Principle:Kornia Kornia Local Feature Detection
| Knowledge Sources | |
|---|---|
| Domains | Vision, Feature_Detection |
| Last Updated | 2026-02-09 15:00 GMT |
Overview
Technique of detecting repeatable interest points and computing local feature descriptors at multiple scales for image matching and recognition.
Description
Local feature detection identifies distinctive image locations (keypoints) that are stable across viewpoint and illumination changes. The classical pipeline involves: (1) building a scale-space pyramid, (2) computing a response function (Harris corners, Hessian blob detector, or DoG), (3) applying non-maximum suppression to select peaks, (4) estimating affine shape and dominant orientation, (5) extracting a local descriptor (SIFT, HardNet, SOSNet) from the normalized patch. Kornia's ScaleSpaceDetector implements this as a differentiable nn.Module pipeline.
Usage
Use when you need sparse, repeatable keypoints with descriptors for matching, tracking, or recognition. Preferred when interpretability and control over feature selection matter more than matching density.
Theoretical Basis
Scale-space representation:
L(x, y, sigma) = G(x, y, sigma) * I(x, y)

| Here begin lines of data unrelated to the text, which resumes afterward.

//! Data models for the Pulse real-time core

use chrono::{DateTime, Utc};
use serde::{Deserialize, Serialize};

// ============================================================================
// Conversation Models
// ============================================================================

/// Two-party conversation. `participant_a` is always the lexicographically
/// smaller id, so the pair maps to exactly one row.
#[derive(Debug, Clone, Serialize, Deserialize, sqlx::FromRow)]
pub struct Conversation {
    pub conversation_id: String,
    pub participant_key: String,
    pub participant_a: String,
    pub participant_b: String,
    pub last_message_id: Option<String>,
    pub unread_a: i64,
    pub unread_b: i64,
    pub cleared_at_a: Option<DateTime<Utc>>,
    pub cleared_at_b: Option<DateTime<Utc>>,
    pub created_at: DateTime<Utc>,
    pub updated_at: DateTime<Utc>,
}

impl Conversation {
    pub fn is_participant(&self, user_id: &str) -> bool {
        self.participant_a == user_id || self.participant_b == user_id
    }

    pub fn other_participant(&self, user_id: &str) -> &str {
        if self.participant_a == user_id {
            &self.participant_b
        } else {
            &self.participant_a
        }
    }

    pub fn unread_for(&self, user_id: &str) -> i64 {
        if self.participant_a == user_id {
            self.unread_a
        } else {
            self.unread_b
        }
    }

    pub fn cleared_at_for(&self, user_id: &str) -> Option<DateTime<Utc>> {
        if self.participant_a == user_id {
            self.cleared_at_a
        } else {
            self.cleared_at_b
        }
    }
}

/// Identity key for a participant pair, stable across argument order.
pub fn participant_key(a: &str, b: &str) -> String {
    let mut pair = [a, b];
    pair.sort();
    pair.join(":")
}

// ============================================================================
// Message Models
// ============================================================================

/// Raw database row. Set-valued columns are JSON text.
#[derive(Debug, Clone, sqlx::FromRow)]
pub struct MessageRow {
    pub message_id: String,
    pub conversation_id: String,
    pub sender_id: String,
    pub body: String,
    pub attachments: String,
    pub kind: String,
    pub call_info: Option<String>,
    pub delivered_to: String,
    pub read_by: String,
    pub deleted_for: String,
    pub deleted: bool,
    pub edited_at: Option<DateTime<Utc>>,
    pub created_at: DateTime<Utc>,
}

#[derive(Debug, Clone, Serialize, Deserialize)]
pub struct Message {
    pub message_id: String,
    pub conversation_id: String,
    pub sender_id: String,
    pub body: String,
    pub attachments: Vec<Attachment>,
    pub kind: MessageKind,
    pub call_info: Option<CallInfo>,
    pub delivered_to: Vec<String>,
    pub read_by: Vec<String>,
    pub deleted_for: Vec<String>,
    pub deleted: bool,
    pub edited_at: Option<DateTime<Utc>>,
    pub created_at: DateTime<Utc>,
}

impl From<MessageRow> for Message {
    fn from(row: MessageRow) -> Self {
        Self {
            message_id: row.message_id,
            conversation_id: row.conversation_id,
            sender_id: row.sender_id,
            body: row.body,
            attachments: serde_json::from_str(&row.attachments).unwrap_or_default(),
            kind: row.kind.into(),
            call_info: row.call_info.as_deref().and_then(|s| serde_json::from_str(s).ok()),
            delivered_to: serde_json::from_str(&row.delivered_to).unwrap_or_default(),
            read_by: serde_json::from_str(&row.read_by).unwrap_or_default(),
            deleted_for: serde_json::from_str(&row.deleted_for).unwrap_or_default(),
            deleted: row.deleted,
            edited_at: row.edited_at,
            created_at: row.created_at,
        }
    }
}

#[derive(Debug, Clone, Copy, Serialize, Deserialize, PartialEq)]
#[serde(rename_all = "snake_case")]
pub enum MessageKind {
    Text,
    Call,
}

impl MessageKind {
    pub fn as_str(&self) -> &'static str {
        match self {
            MessageKind::Text => "text",
            MessageKind::Call => "call",
        }
    }
}

impl From<String> for MessageKind {
    fn from(s: String) -> Self {
        match s.as_str() {
            "call" => MessageKind::Call,
            _ => MessageKind::Text,
        }
    }
}

#[derive(Debug, Clone, Serialize, Deserialize)]
pub struct Attachment {
    pub kind: AttachmentKind,
    pub location: String,
    pub mime: String,
    pub size: i64,
    pub original_name: String,
}

#[derive(Debug, Clone, Copy, Serialize, Deserialize, PartialEq)]
#[serde(rename_all = "snake_case")]
pub enum AttachmentKind {
    Image,
    Video,
    File,
}

// ============================================================================
// Call Models
// ============================================================================

#[derive(Debug, Clone, Copy, Serialize, Deserialize, PartialEq)]
#[serde(rename_all = "snake_case")]
pub enum CallMedia {
    Audio,
    Video,
}

#[derive(Debug, Clone, Copy, Serialize, Deserialize, PartialEq)]
#[serde(rename_all = "snake_case")]
pub enum CallOutcome {
    Missed,
    Declined,
    Ended,
}

/// Summary persisted into the message history when a call terminates.
#[derive(Debug, Clone, Serialize, Deserialize)]
pub struct CallInfo {
    pub media: CallMedia,
    pub outcome: CallOutcome,
    pub initiated_by: String,
    pub received_by: String,
    pub started_at: Option<DateTime<Utc>>,
    pub ended_at: DateTime<Utc>,
    pub duration_secs: i64,
}

// ============================================================================
// Notification Models
// ============================================================================

#[derive(Debug, Clone, Serialize, Deserialize, sqlx::FromRow)]
pub struct Notification {
    pub notification_id: String,
    pub user_id: String,
    pub actor_id: String,
    pub kind: String,
    pub body: String,
    pub link: Option<String>,
    pub created_at: DateTime<Utc>,
}

// ============================================================================
// WebSocket Models
// ============================================================================

#[derive(Debug, Clone, Serialize, Deserialize)]
#[serde(tag = "type", content = "payload")]
pub enum ClientEvent {
    #[serde(rename = "join")]
    Join { conversation_id: String },

    #[serde(rename = "leave")]
    Leave { conversation_id: String },

    #[serde(rename = "typing")]
    Typing { conversation_id: String, is_typing: bool },

    #[serde(rename = "call_invite")]
    CallInvite { conversation_id: String, media: CallMedia },

    #[serde(rename = "call_answer")]
    CallAnswer { conversation_id: String, accept: bool },

    #[serde(rename = "call_signal")]
    CallSignal { conversation_id: String, payload: serde_json::Value },

    #[serde(rename = "call_end")]
    CallEnd { conversation_id: String },

    #[serde(rename = "ping")]
    Ping,
}

#[derive(Debug, Clone, Serialize, Deserialize)]
#[serde(tag = "type", content = "payload")]
pub enum ServerEvent {
    #[serde(rename = "error")]
    Error { code: String, message: String },

    #[serde(rename = "new_message")]
    NewMessage(Message),

    #[serde(rename = "message_edited")]
    MessageEdited(Message),

    #[serde(rename = "message_deleted")]
    MessageDeleted { conversation_id: String, message_id: String },

    #[serde(rename = "message_delivered")]
    MessageDelivered {
        conversation_id: String,
        message_ids: Vec<String>,
        user_id: String,
    },

    #[serde(rename = "message_read")]
    MessageRead { conversation_id: String, reader_id: String },

    #[serde(rename = "conversation_updated")]
    ConversationUpdated { conversation_id: String },

    #[serde(rename = "typing")]
    Typing {
        conversation_id: String,
        user_id: String,
        is_typing: bool,
    },

    #[serde(rename = "presence")]
    Presence {
        user_id: String,
        online: bool,
        last_seen: Option<DateTime<Utc>>,
    },

    #[serde(rename = "online_users")]
    OnlineUsers { user_ids: Vec<String> },

    #[serde(rename = "call_invite")]
    CallInvite {
        conversation_id: String,
        from: String,
        media: CallMedia,
    },

    #[serde(rename = "call_answer")]
    CallAnswer {
        conversation_id: String,
        from: String,
        accept: bool,
    },

    #[serde(rename = "call_signal")]
    CallSignal {
        conversation_id: String,
        from: String,
        payload: serde_json::Value,
    },

    #[serde(rename = "call_end")]
    CallEnd { conversation_id: String },

    #[serde(rename = "notification")]
    Notification(Notification),

    #[serde(rename = "pong")]
    Pong,
}

// ============================================================================
// API Request/Response Models
// ============================================================================

#[derive(Debug, Deserialize)]
pub struct OpenConversationRequest {
    pub peer_id: String,
}

#[derive(Debug, Serialize)]
pub struct ConversationSummary {
    pub conversation_id: String,
    pub peer_id: String,
    pub unread: i64,
    pub last_message: Option<Message>,
    pub updated_at: DateTime<Utc>,
}

#[derive(Debug, Deserialize)]
pub struct SendMessageRequest {
    pub body: Option<String>,
    #[serde(default)]
    pub attachments: Vec<Attachment>,
}

#[derive(Debug, Deserialize)]
pub struct EditMessageRequest {
    pub body: String,
}

#[derive(Debug, Deserialize)]
pub struct HistoryQuery {
    pub before: Option<String>,
    pub limit: Option<u32>,
}

#[derive(Debug, Clone, Copy, Deserialize, PartialEq)]
#[serde(rename_all = "snake_case")]
pub enum DeleteScope {
    Me,
    Everyone,
}

#[derive(Debug, Deserialize)]
pub struct DeleteQuery {
    pub scope: Option<DeleteScope>,
}

#[cfg(test)]
mod tests {
    use super::*;

    #[test]
    fn test_participant_key_order_independent() {
        assert_eq!(participant_key("alice", "bob"), participant_key("bob", "alice"));
        assert_eq!(participant_key("alice", "bob"), "alice:bob");
    }

    #[test]
    fn test_client_event_tagging() {
        let event: ClientEvent =
            serde_json::from_str(r#"{"type":"join","payload":{"conversation_id":"c1"}}"#).unwrap();
        match event {
            ClientEvent::Join { conversation_id } => assert_eq!(conversation_id, "c1"),
            other => panic!("unexpected event: {:?}", other),
        }
    }

    #[test]
    fn test_message_row_defaults_on_bad_json() {
        let row = MessageRow {
            message_id: "m1".to_string(),
            conversation_id: "c1".to_string(),
            sender_id: "alice".to_string(),
            body: "hi".to_string(),
            attachments: "not-json".to_string(),
            kind: "text".to_string(),
            call_info: None,
            delivered_to: "[\"bob\"]".to_string(),
            read_by: "[]".to_string(),
            deleted_for: "[]".to_string(),
            deleted: false,
            edited_at: None,
            created_at: Utc::now(),
        };

        let message = Message::from(row);
        assert!(message.attachments.is_empty());
        assert_eq!(message.delivered_to, vec!["bob".to_string()]);
        assert_eq!(message.kind, MessageKind::Text);
    }
}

Keypoints are extrema of the Difference of Gaussians (DoG):
D(x, y, sigma) = L(x, y, k*sigma) - L(x, y, sigma)
Non-maximum suppression selects local maxima in 3x3x3 neighborhoods. Keypoint localization refines positions by fitting a quadratic to the DoG response.
Output: Local Affine Frames (LAFs) encoding position, scale, and orientation.